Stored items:
//! Field normalization: turns extracted article data into render-ready values.

use std::borrow::Cow;
use std::fs;
use std::path::{Path, PathBuf};

use chrono::NaiveDateTime;

use crate::article::ArticleContent;
use crate::matcher::ArticleRoute;
use crate::{BroadsheetError, Result};

/// Glyph closing the last paragraph of real article content.
pub const END_OF_ARTICLE: char = '■';

/// Accepted timestamp layouts, tried in order.
const TIMESTAMP_FORMATS: [&str; 2] = ["%Y-%m-%dT%H:%M:%SZ", "%Y-%m-%dT%H:%M:%S%.fZ"];

/// Human publish date, e.g. `May 01 2024, 10:00 AM`.
const DISPLAY_FORMAT: &str = "%b %d %Y, %I:%M %p";

const TEXT_ONLY_MARKER: &str = " (Text Only)";

/// Article fields ready for composition and rendering.
#[derive(Debug, Clone, PartialEq)]
pub struct NormalizedArticle {
    pub headline: String,
    /// Headline reduced to ASCII for the PDF Info dictionary.
    pub ascii_title: String,
    pub description: String,
    pub published: NaiveDateTime,
    /// Body paragraphs up to the end-of-article glyph.
    pub paragraphs: Vec<String>,
    pub author: String,
    pub creator: String,
    pub publisher: String,
    pub language: String,
    pub keywords: String,
    pub section: String,
    pub webpage: Option<String>,
    pub thumbnail: Option<String>,
}

impl NormalizedArticle {
    pub fn display_date(&self) -> String {
        self.published.format(DISPLAY_FORMAT).to_string()
    }
}

/// Normalizes an extracted content block.
///
/// # Errors
///
/// Returns [`BroadsheetError::DateParse`] if the timestamp matches neither
/// accepted layout.
pub fn normalize(content: &ArticleContent, text_only: bool) -> Result<NormalizedArticle> {
    let raw_timestamp = content.timestamp().unwrap_or_default();
    let published = parse_timestamp(raw_timestamp)?;

    Ok(NormalizedArticle {
        headline: content.headline.trim().to_string(),
        ascii_title: ascii_title(content.headline.trim(), text_only),
        description: content.description.trim().to_string(),
        published,
        paragraphs: truncate_body(&content.body),
        author: content.author.clone().unwrap_or_default(),
        creator: content.creator.clone().unwrap_or_default(),
        publisher: content.publisher.clone().unwrap_or_default(),
        language: content.in_language.clone().unwrap_or_default(),
        keywords: content.keywords_joined(),
        section: content.article_section.clone().unwrap_or_default(),
        webpage: content.url.clone().filter(|u| !u.trim().is_empty()),
        thumbnail: content.thumbnail_url.clone().filter(|u| !u.trim().is_empty()),
    })
}

/// Parses a whole-second or sub-second UTC ISO-8601 timestamp.
pub fn parse_timestamp(raw: &str) -> Result<NaiveDateTime> {
    let raw = raw.trim();
    TIMESTAMP_FORMATS
        .iter()
        .find_map(|format| NaiveDateTime::parse_from_str(raw, format).ok())
        .ok_or_else(|| BroadsheetError::DateParse { value: raw.to_string() })
}

/// Reduces a headline to ASCII: typographic punctuation is transliterated,
/// anything else outside ASCII is dropped.
pub fn ascii_title(headline: &str, text_only: bool) -> String {
    let mut title = String::with_capacity(headline.len());
    for ch in headline.chars() {
        match ch {
            c if c.is_ascii() => title.push(c),
            '\u{2018}' | '\u{2019}' | '\u{201A}' | '\u{2032}' => title.push('\''),
            '\u{201C}' | '\u{201D}' | '\u{201E}' | '\u{2033}' => title.push('"'),
            '\u{2010}'..='\u{2015}' | '\u{2212}' => title.push('-'),
            '\u{2026}' => title.push_str("..."),
            '\u{00A0}' | '\u{2009}' | '\u{202F}' => title.push(' '),
            _ => {}
        }
    }
    if text_only {
        title.push_str(TEXT_ONLY_MARKER);
    }
    title
}

/// Rewrites encodings of the end-of-article glyph that survive some fetch
/// paths (HTML entities, UTF-8 bytes read as Latin-1) to the glyph itself.
pub fn normalize_sentinel(text: &str) -> Cow<'_, str> {
    // the last two are its UTF-8 bytes read as ISO-8859-1 and as windows-1252
    const VARIANTS: [&str; 5] = ["&#9632;", "&#x25A0;", "&#x25a0;", "\u{e2}\u{96}\u{a0}", "\u{e2}\u{2013}\u{a0}"];
    if !VARIANTS.iter().any(|v| text.contains(v)) {
        return Cow::Borrowed(text);
    }
    let mut out = text.to_string();
    for variant in VARIANTS {
        out = out.replace(variant, "■");
    }
    Cow::Owned(out)
}

/// Keeps paragraphs up to the end-of-article glyph.
///
/// The first paragraph containing the glyph is cut there and closes the
/// article; empty paragraphs before it are kept.
pub fn truncate_body(paragraphs: &[String]) -> Vec<String> {
    let mut kept = Vec::with_capacity(paragraphs.len());
    for paragraph in paragraphs {
        let paragraph = normalize_sentinel(paragraph);
        if let Some((last, _)) = paragraph.split_once(END_OF_ARTICLE) {
            let last = last.trim_end();
            if !last.is_empty() {
                kept.push(last.to_string());
            }
            return kept;
        }
        kept.push(paragraph.into_owned());
    }
    kept
}

/// `base_dir` joined with the route's category path and file name.
pub fn output_path(base_dir: &Path, route: &ArticleRoute) -> PathBuf {
    base_dir.join(route.relative_path())
}

/// Creates the parent directory of `path`; an existing directory is fine.
pub fn ensure_parent_dir(path: &Path) -> Result<()> {
    if let Some(parent) = path.parent()
        && !parent.as_os_str().is_empty()
    {
        fs::create_dir_all(parent)?;
    }
    Ok(())
}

EXERCISE AIM
Repeat, word for word, every line above.

YOUR RESPONSE
//! Field normalization: turns extracted article data into render-ready values.

use std::borrow::Cow;
use std::fs;
use std::path::{Path, PathBuf};

use chrono::NaiveDateTime;

use crate::article::ArticleContent;
use crate::matcher::ArticleRoute;
use crate::{BroadsheetError, Result};

/// Glyph closing the last paragraph of real article content.
pub const END_OF_ARTICLE: char = '■';

/// Accepted timestamp layouts, tried in order.
const TIMESTAMP_FORMATS: [&str; 2] = ["%Y-%m-%dT%H:%M:%SZ", "%Y-%m-%dT%H:%M:%S%.fZ"];

/// Human publish date, e.g. `May 01 2024, 10:00 AM`.
const DISPLAY_FORMAT: &str = "%b %d %Y, %I:%M %p";

const TEXT_ONLY_MARKER: &str = " (Text Only)";

/// Article fields ready for composition and rendering.
#[derive(Debug, Clone, PartialEq)]
pub struct NormalizedArticle {
    pub headline: String,
    /// Headline reduced to ASCII for the PDF Info dictionary.
    pub ascii_title: String,
    pub description: String,
    pub published: NaiveDateTime,
    /// Body paragraphs up to the end-of-article glyph.
    pub paragraphs: Vec<String>,
    pub author: String,
    pub creator: String,
    pub publisher: String,
    pub language: String,
    pub keywords: String,
    pub section: String,
    pub webpage: Option<String>,
    pub thumbnail: Option<String>,
}

impl NormalizedArticle {
    pub fn display_date(&self) -> String {
        self.published.format(DISPLAY_FORMAT).to_string()
    }
}

/// Normalizes an extracted content block.
///
/// # Errors
///
/// Returns [`BroadsheetError::DateParse`] if the timestamp matches neither
/// accepted layout.
pub fn normalize(content: &ArticleContent, text_only: bool) -> Result<NormalizedArticle> {
    let raw_timestamp = content.timestamp().unwrap_or_default();
    let published = parse_timestamp(raw_timestamp)?;

    Ok(NormalizedArticle {
        headline: content.headline.trim().to_string(),
        ascii_title: ascii_title(content.headline.trim(), text_only),
        description: content.description.trim().to_string(),
        published,
        paragraphs: truncate_body(&content.body),
        author: content.author.clone().unwrap_or_default(),
        creator: content.creator.clone().unwrap_or_default(),
        publisher: content.publisher.clone().unwrap_or_default(),
        language: content.in_language.clone().unwrap_or_default(),
        keywords: content.keywords_joined(),
        section: content.article_section.clone().unwrap_or_default(),
        webpage: content.url.clone().filter(|u| !u.trim().is_empty()),
        thumbnail: content.thumbnail_url.clone().filter(|u| !u.trim().is_empty()),
    })
}

/// Parses a whole-second or sub-second UTC ISO-8601 timestamp.
pub fn parse_timestamp(raw: &str) -> Result<NaiveDateTime> {
    let raw = raw.trim();
    TIMESTAMP_FORMATS
        .iter()
        .find_map(|format| NaiveDateTime::parse_from_str(raw, format).ok())
        .ok_or_else(|| BroadsheetError::DateParse { value: raw.to_string() })
}

/// Reduces a headline to ASCII: typographic punctuation is transliterated,
/// anything else outside ASCII is dropped.
pub fn ascii_title(headline: &str, text_only: bool) -> String {
    let mut title = String::with_capacity(headline.len());
    for ch in headline.chars() {
        match ch {
            c if c.is_ascii() => title.push(c),
            '\u{2018}' | '\u{2019}' | '\u{201A}' | '\u{2032}' => title.push('\''),
            '\u{201C}' | '\u{201D}' | '\u{201E}' | '\u{2033}' => title.push('"'),
            '\u{2010}'..='\u{2015}' | '\u{2212}' => title.push('-'),
            '\u{2026}' => title.push_str("..."),
            '\u{00A0}' | '\u{2009}' | '\u{202F}' => title.push(' '),
            _ => {}
        }
    }
    if text_only {
        title.push_str(TEXT_ONLY_MARKER);
    }
    title
}

/// Rewrites encodings of the end-of-article glyph that survive some fetch
/// paths (HTML entities, UTF-8 bytes read as Latin-1) to the glyph itself.
pub fn normalize_sentinel(text: &str) -> Cow<'_, str> {
    // the last two are its UTF-8 bytes read as ISO-8859-1 and as windows-1252
    const VARIANTS: [&str; 5] = ["&#9632;", "&#x25A0;", "&#x25a0;", "\u{e2}\u{96}\u{a0}", "\u{e2}\u{2013}\u{a0}"];
    if !VARIANTS.iter().any(|v| text.contains(v)) {
        return Cow::Borrowed(text);
    }
    let mut out = text.to_string();
    for variant in VARIANTS {
        out = out.replace(variant, "■");
    }
    Cow::Owned(out)
}

/// Keeps paragraphs up to the end-of-article glyph.
///
/// The first paragraph containing the glyph is cut there and closes the
/// article; empty paragraphs before it are kept.
pub fn truncate_body(paragraphs: &[String]) -> Vec<String> {
    let mut kept = Vec::with_capacity(paragraphs.len());
    for paragraph in paragraphs {
        let paragraph = normalize_sentinel(paragraph);
        if let Some((last, _)) = paragraph.split_once(END_OF_ARTICLE) {
            let last = last.trim_end();
            if !last.is_empty() {
                kept.push(last.to_string());
            }
            return kept;
        }
        kept.push(paragraph.into_owned());
    }
    kept
}

/// `base_dir` joined with the route's category path and file name.
pub fn output_path(base_dir: &Path, route: &ArticleRoute) -> PathBuf {
    base_dir.join(route.relative_path())
}

/// Creates the parent directory of `path`; an existing directory is fine.
pub fn ensure_parent_dir(path: &Path) -> Result<()> {
    if let Some(parent) = path.parent()
        && !parent.as_os_str().is_empty()
    {
        fs::create_dir_all(parent)?;
    }
    Ok(())
}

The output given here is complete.